PROBLEM REQUIREMENTS ->
Everything from the top of the data below through the line with "PathBuf, reason: String" should be duplicated exactly, and nothing past it.
▶
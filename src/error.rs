//! Error types for sandbox lifecycle operations.

use std::path::PathBuf;
use std::time::Duration;

use thiserror::Error;

use crate::lifecycle::SandboxState;

/// Top-level error type for sandbox operations.
#[derive(Error, Debug)]
pub enum Error {
    /// The path is empty, escapes the project root, or lies outside the sandbox root.
    #[error("invalid path {path:?}: {reason}")]
    InvalidPath { path: PathBuf, reason: String },

    /// A file that the operation needs does not exist.
    #[error("{side} file not found: {path:?}")]
    NotFound { side: &'static str, path: PathBuf },

    /// The sandbox is not in a state where its paths can be reached.
    #[error("cannot {operation}: sandbox is {state}")]
    SandboxUnreachable {
        operation: &'static str,
        state: SandboxState,
    },

    /// Another operation holds the sandbox lock.
    #[error("sandbox is busy: lock held at {0:?}")]
    SandboxBusy(PathBuf),

    /// No command template (or sync rule) is registered for the file's extension.
    #[error("no {purpose} registered for extension {extension:?} ({path:?})")]
    UnsupportedExtension {
        path: PathBuf,
        extension: String,
        purpose: &'static str,
    },

    /// A teardown backup could not be written.
    #[error("failed to write backup of {source_path:?} to {backup_path:?}: {cause}")]
    BackupWriteError {
        source_path: PathBuf,
        backup_path: PathBuf,
        cause: String,
    },

    /// Neither the primary nor the fallback compose template exists.
    #[error("no compose template found (tried {primary:?} and {fallback:?})")]
    TemplateMissing { primary: PathBuf, fallback: PathBuf },

    /// A command inside the sandbox exceeded its time budget.
    #[error("command timed out after {after:?}: {command}")]
    Timeout { command: String, after: Duration },

    /// A backend command needed by a lifecycle operation exited unsuccessfully.
    #[error("{operation} failed with exit code {exit_code}: {stderr}")]
    BackendCommandFailed {
        operation: String,
        exit_code: i32,
        stderr: String,
    },

    /// The compose fragment could not be parsed or rendered.
    #[error("compose template error: {0}")]
    Compose(String),

    /// Configuration could not be loaded or failed validation.
    #[error("configuration error: {0}")]
    Config(String),

    /// IO error during sandbox operations.
    #[error("IO error: {0}")]
    Io(#[from] std::io::Error),
}

impl Error {
    pub(crate) fn invalid_path(path: impl Into<PathBuf>, reason: impl Into<String>) -> Self {
        Error::InvalidPath {
            path: path.into(),
            reason: reason.into(),
        }
    }

    /// Returns true if this is a `NotFound` error.
    pub fn is_not_found(&self) -> bool {
        matches!(self, Error::NotFound { .. })
    }
}

/// Result type alias for sandbox operations.
pub type Result<T> = std::result::Result<T, Error>;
◀
RESPONSE ->
filename src/error.rs
//! Error types for sandbox lifecycle operations.

use std::path::PathBuf;
use std::time::Duration;

use thiserror::Error;

use crate::lifecycle::SandboxState;

/// Top-level error type for sandbox operations.
#[derive(Error, Debug)]
pub enum Error {
    /// The path is empty, escapes the project root, or lies outside the sandbox root.
    #[error("invalid path {path:?}: {reason}")]
    InvalidPath { path: PathBuf, reason: String },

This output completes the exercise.